BERLIN, Aug 5: Israeli Prime Minister Ehud Olmert said on Saturday he would not rule out an assassination attempt on Hezbollah leader Hassan Nasrallah by the military.
In an interview to be published on Sunday, Mr Olmert told the German weekly Welt am Sonntag that the normal rules of war did not apply to Hassan Nasrallah, who was not a head of state but ‘the chief of a terrorist organisation’.
Nasrallah could not expect to be treated like a legitimate leader, Mr Olmert said, while adding that he was not waging a ‘personal war against anyone in particular’.

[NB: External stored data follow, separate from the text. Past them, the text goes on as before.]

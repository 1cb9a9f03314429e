//! Gesher CLI - Command-line interface
//!
//! Provides command-line access to the Gesher server and media tooling.

mod commands;

use clap::Parser;
use gesher_core::tracing_setup::{CliLogLevel, init_tracing};

#[derive(Parser)]
#[command(name = "gesher")]
#[command(about = "Media readiness and contact fan-out backend")]
struct Cli {
    /// Console log level (full debug log is always written to disk)
    #[arg(long, global = true, default_value = "info")]
    log_level: CliLogLevel,

    #[command(subcommand)]
    command: commands::Commands,
}

#[tokio::main]
async fn main() -> Result<(), Box<dyn std::error::Error>> {
    let cli = Cli::parse();
    init_tracing(cli.log_level.as_tracing_level(), None)?;

    commands::handle_command(cli.command).await?;

    Ok(())
}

Israel has killed dozens of leading Palestinian militants in targeted strikes which have also left civilians dead and aroused international criticism.
But Welt am Sonntag said that some 80 per cent of Israelis were in favour of the death of the fiery Shia leader.
Mr Olmert again hit back at critics of Israel’s massive response to last month’s capture of two of its soldiers by the Lebanese guerilla group.
“Where do they get the right to lecture Israel?” he said, recalling the NATO air strikes on Kosovo in 1999.
“European countries killed 10,000 civilians,” he charged, “and none of those countries had been the target of any missiles.”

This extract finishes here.